I lied. I said I would watch the online feeds of sailing but the NBC Olympic website didn't seem to like my FIOS password so I was just as happy to watch the regular broadcasts of team handball, field hockey, water polo and like wacky Olympic sports.

I did check the Olympic sailing results daily. Not good for the USA team but, hey, this might be fodder for a later post (everybody and his mother in the bloggosphere have jumped on this one - why not me?). This post goes beyond USA mediocrity; this post, on why sailing should be booted from the Olympics, was triggered by two Web events;

  1. An Irish fellow put up a comical short clip of one of the Women's Laser Radial starts at Weymouth. The video went viral. His roll-in-the-aisle commentary, where he confused the start with the finish, unfortunately hit too close to home. I imagine for the mass of non-sailors watching a sailboat race, the Irishman's humorous play-by-play rang more of truth than satirical sendup.
  2. And over at SailingAnarchy, they pointed out a misguided New York Times op/ed piece that argues sailing has no place in the Olympics; its too elitist, expensive, and exclusive. (I won't counter Bomani Jone's - the author - suppositions here, lets just say he's wrong, typical of the Internet he just shot from the hip with no research whatsoever.)
But sailing is not long for the Olympics because it is not a spectator sport... period. Fleet racing will never be a spectator sport because the masses that give BBC and NBC and the IOC the TV ratings will never understand sailboat racing. I equate watching fleet racing in sailboats with watching a marathon organized on the Rosie Ruiz rules. You will start at one place, after that you may run off where you want to, hither and yon, and at the 25 mile mark you assemble in some order to finish. One can argue that the latest video technology, where we can view animations of sailboats racing and where we can draw imaginary lines showing who are the leaders and who are the followers even though they are often widely scattered about the course; all this makes sailboat racing more understandable to the Average Joe. What other Olympic sport do you need video animations to make it understandable as to who is winning and who is losing?
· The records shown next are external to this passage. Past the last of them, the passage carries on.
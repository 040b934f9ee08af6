//! Tool failure taxonomy.
//!
//! Tool errors are recovered locally: the loop wraps them as function
//! response payloads `{error, message, suggestion}` so the model can correct
//! course. Only the suggestion is advisory; kind and message are stable.

use serde_json::{Value, json};
use thiserror::Error;

#[derive(Debug, Clone, Copy, PartialEq, Eq)]
pub enum ToolErrorKind {
    InvalidInput,
    FileNotFound,
    PermissionDenied,
    PathTraversal,
    PatchFailed,
    SizeReductionRefused,
    EmptyReplacement,
    ToolTimeout,
    InternalError,
}

impl ToolErrorKind {
    pub fn as_str(&self) -> &'static str {
        match self {
            ToolErrorKind::InvalidInput => "InvalidInput",
            ToolErrorKind::FileNotFound => "FileNotFound",
            ToolErrorKind::PermissionDenied => "PermissionDenied",
            ToolErrorKind::PathTraversal => "PathTraversal",
            ToolErrorKind::PatchFailed => "PatchFailed",
            ToolErrorKind::SizeReductionRefused => "SizeReductionRefused",
            ToolErrorKind::EmptyReplacement => "EmptyReplacement",
            ToolErrorKind::ToolTimeout => "ToolTimeout",
            ToolErrorKind::InternalError => "InternalError",
        }
    }
}

#[derive(Debug, Clone, Error)]
#[error("{}: {message}", kind.as_str())]
pub struct ToolError {
    pub kind: ToolErrorKind,
    pub message: String,
    /// Directed at the model, e.g. "use edit_lines to shrink the file".
    pub suggestion: Option<String>,
}

impl ToolError {
    pub fn new(kind: ToolErrorKind, message: impl Into<String>) -> Self {
        Self {
            kind,
            message: message.into(),
            suggestion: None,
        }
    }

    pub fn with_suggestion(mut self, suggestion: impl Into<String>) -> Self {
        self.suggestion = Some(suggestion.into());
        self
    }

    pub fn invalid_input(message: impl Into<String>) -> Self {
        Self::new(ToolErrorKind::InvalidInput, message)
    }

    pub fn file_not_found(path: impl AsRef<str>) -> Self {
        Self::new(
            ToolErrorKind::FileNotFound,
            format!("file not found: {}", path.as_ref()),
        )
        .with_suggestion("check the path with list_dir or search_files")
    }

    pub fn permission_denied(path: impl AsRef<str>) -> Self {
        Self::new(
            ToolErrorKind::PermissionDenied,
            format!("permission denied: {}", path.as_ref()),
        )
    }

    pub fn path_traversal(path: impl AsRef<str>) -> Self {
        Self::new(
            ToolErrorKind::PathTraversal,
            format!(
                "path '{}' resolves outside the workspace root",
                path.as_ref()
            ),
        )
        .with_suggestion("use a path inside the workspace")
    }

    pub fn patch_failed(message: impl Into<String>) -> Self {
        Self::new(ToolErrorKind::PatchFailed, message)
    }

    pub fn timeout(tool: &str, secs: u64) -> Self {
        Self::new(
            ToolErrorKind::ToolTimeout,
            format!("{tool} exceeded its {secs}s deadline"),
        )
        .with_suggestion("retry with a smaller scope or a longer timeout")
    }

    pub fn internal(message: impl Into<String>) -> Self {
        Self::new(ToolErrorKind::InternalError, message)
    }

    /// Classify a filesystem error for the given path.
    pub fn from_io(err: &std::io::Error, path: &str) -> Self {
        match err.kind() {
            std::io::ErrorKind::NotFound => Self::file_not_found(path),
            std::io::ErrorKind::PermissionDenied => Self::permission_denied(path),
            _ => Self::internal(format!("io error on {path}: {err}")),
        }
    }

    /// The payload handed back to the model.
    pub fn to_value(&self) -> Value {
        let mut payload = json!({
            "error": self.kind.as_str(),
            "message": self.message,
        });
        if let Some(suggestion) = &self.suggestion {
            payload["suggestion"] = json!(suggestion);
        }
        payload
    }
}

#[cfg(test)]
mod tests {
    use super::*;

    #[test]
    fn payload_carries_kind_message_suggestion() {
        let err = ToolError::file_not_found("missing.txt");
        let value = err.to_value();
        assert_eq!(value["error"], "FileNotFound");
        assert!(value["message"].as_str().unwrap().contains("missing.txt"));
        assert!(value["suggestion"].as_str().is_some());
    }

    #[test]
    fn io_not_found_classifies() {
        let io = std::io::Error::new(std::io::ErrorKind::NotFound, "gone");
        let err = ToolError::from_io(&io, "a.txt");
        assert_eq!(err.kind, ToolErrorKind::FileNotFound);
    }
}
Now for Exhibit B. If you bought tickets to the Weymouth Oympic Sailing competition you were allowed up on a hill on the shoreline that supposedly had the best view of the racing courses. So lets say you bought some tickets to watch the exciting medal race of the Women's 470 class. Oops, we forgot the binoculars. What exactly did I get for my money. Lets go to the videotape (as local sportscaster George Michael used to say).
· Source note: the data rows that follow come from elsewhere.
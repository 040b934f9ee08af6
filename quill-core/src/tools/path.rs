//! Workspace boundary enforcement shared by every path-taking tool.

use std::path::{Component, Path, PathBuf};

use super::error::ToolError;

/// Resolve `input` against the workspace root and reject anything whose
/// canonical form escapes it. Works for not-yet-existing targets by
/// canonicalising the nearest existing ancestor.
pub fn resolve_workspace_path(workspace_root: &Path, input: &str) -> Result<PathBuf, ToolError> {
    if input.is_empty() {
        return Err(ToolError::invalid_input("path must not be empty"));
    }

    let candidate = {
        let raw = Path::new(input);
        if raw.is_absolute() {
            raw.to_path_buf()
        } else {
            workspace_root.join(raw)
        }
    };

    let normalized = normalize(&candidate);
    let canonical_root = workspace_root
        .canonicalize()
        .unwrap_or_else(|_| normalize(workspace_root));
    let canonical = canonicalize_existing_prefix(&normalized);

    if canonical.starts_with(&canonical_root) {
        Ok(normalized)
    } else {
        Err(ToolError::path_traversal(input))
    }
}

/// Lexical normalisation: strips `.` and resolves `..` without touching the
/// filesystem, so traversal is caught even for paths that do not exist yet.
fn normalize(path: &Path) -> PathBuf {
    let mut out = PathBuf::new();
    for component in path.components() {
        match component {
            Component::CurDir => {}
            Component::ParentDir => {
                out.pop();
            }
            other => out.push(other.as_os_str()),
        }
    }
    out
}

/// Canonicalise the longest existing prefix, then re-append the remainder.
/// Symlinked ancestors therefore resolve to their real location before the
/// containment check.
fn canonicalize_existing_prefix(path: &Path) -> PathBuf {
    let mut prefix = path.to_path_buf();
    let mut suffix = Vec::new();

    loop {
        match prefix.canonicalize() {
            Ok(canonical) => {
                let mut out = canonical;
                for part in suffix.iter().rev() {
                    out.push(part);
                }
                return out;
            }
            Err(_) => match (prefix.parent(), prefix.file_name()) {
                (Some(parent), Some(name)) => {
                    suffix.push(name.to_os_string());
                    prefix = parent.to_path_buf();
                }
                _ => return path.to_path_buf(),
            },
        }
    }
}

#[cfg(test)]
mod tests {
    use super::*;
    use crate::tools::error::ToolErrorKind;
    use tempfile::TempDir;

    #[test]
    fn relative_paths_resolve_inside_root() {
        let tmp = TempDir::new().unwrap();
        let resolved = resolve_workspace_path(tmp.path(), "src/main.rs").unwrap();
        assert!(resolved.ends_with("src/main.rs"));
    }

    #[test]
    fn parent_escapes_are_rejected() {
        let tmp = TempDir::new().unwrap();
        let err = resolve_workspace_path(tmp.path(), "../outside.txt").unwrap_err();
        assert_eq!(err.kind, ToolErrorKind::PathTraversal);
    }

    #[test]
    fn nested_parent_escape_is_rejected() {
        let tmp = TempDir::new().unwrap();
        let err = resolve_workspace_path(tmp.path(), "src/../../outside.txt").unwrap_err();
        assert_eq!(err.kind, ToolErrorKind::PathTraversal);
    }

    #[test]
    fn absolute_path_inside_root_is_accepted() {
        let tmp = TempDir::new().unwrap();
        let inside = tmp.path().join("file.txt");
        std::fs::write(&inside, "x").unwrap();
        let resolved =
            resolve_workspace_path(tmp.path(), inside.to_str().unwrap()).unwrap();
        assert!(resolved.ends_with("file.txt"));
    }

    #[test]
    fn absolute_path_outside_root_is_rejected() {
        let tmp = TempDir::new().unwrap();
        let err = resolve_workspace_path(tmp.path(), "/etc/passwd").unwrap_err();
        assert_eq!(err.kind, ToolErrorKind::PathTraversal);
    }

    #[test]
    fn dotdot_inside_root_is_fine() {
        let tmp = TempDir::new().unwrap();
        std::fs::create_dir(tmp.path().join("sub")).unwrap();
        let resolved = resolve_workspace_path(tmp.path(), "sub/../file.txt").unwrap();
        assert!(resolved.ends_with("file.txt"));
        assert!(!resolved.to_string_lossy().contains(".."));
    }
}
2012 Olympics - Women's 470 class Medal Race from Tim Laws on Vimeo.

Though it pains me to say this; it looks like kitesailing, which is about as far away from typical sailboat racing as you can get and still call it sailboat racing, kitesailing may be the one Olympic sailing discipline that will pull in the average TV viewer.

Thursday, August 2, 2012

Feet in hiking straps?

The photo of the Irish lady leading the Olympic Laser Radials, hiking flat out and spray everywhere, has been closely scrutinized by some of our sailing bloggers to determine if both of her feet were in the hiking straps.

Well I've dug out another photo of an Olympic class where, after zooming in for more detail, and panning around, I've determined that this skipper definitely didn't have his feet in the hiking straps.

(I've stretched the definition of Olympic class just a bit; this is a photo from 2012 British Nationals of the 12 Square Meter Sharpie, the two-man class in the 1956 Melbourne Olympic Games.)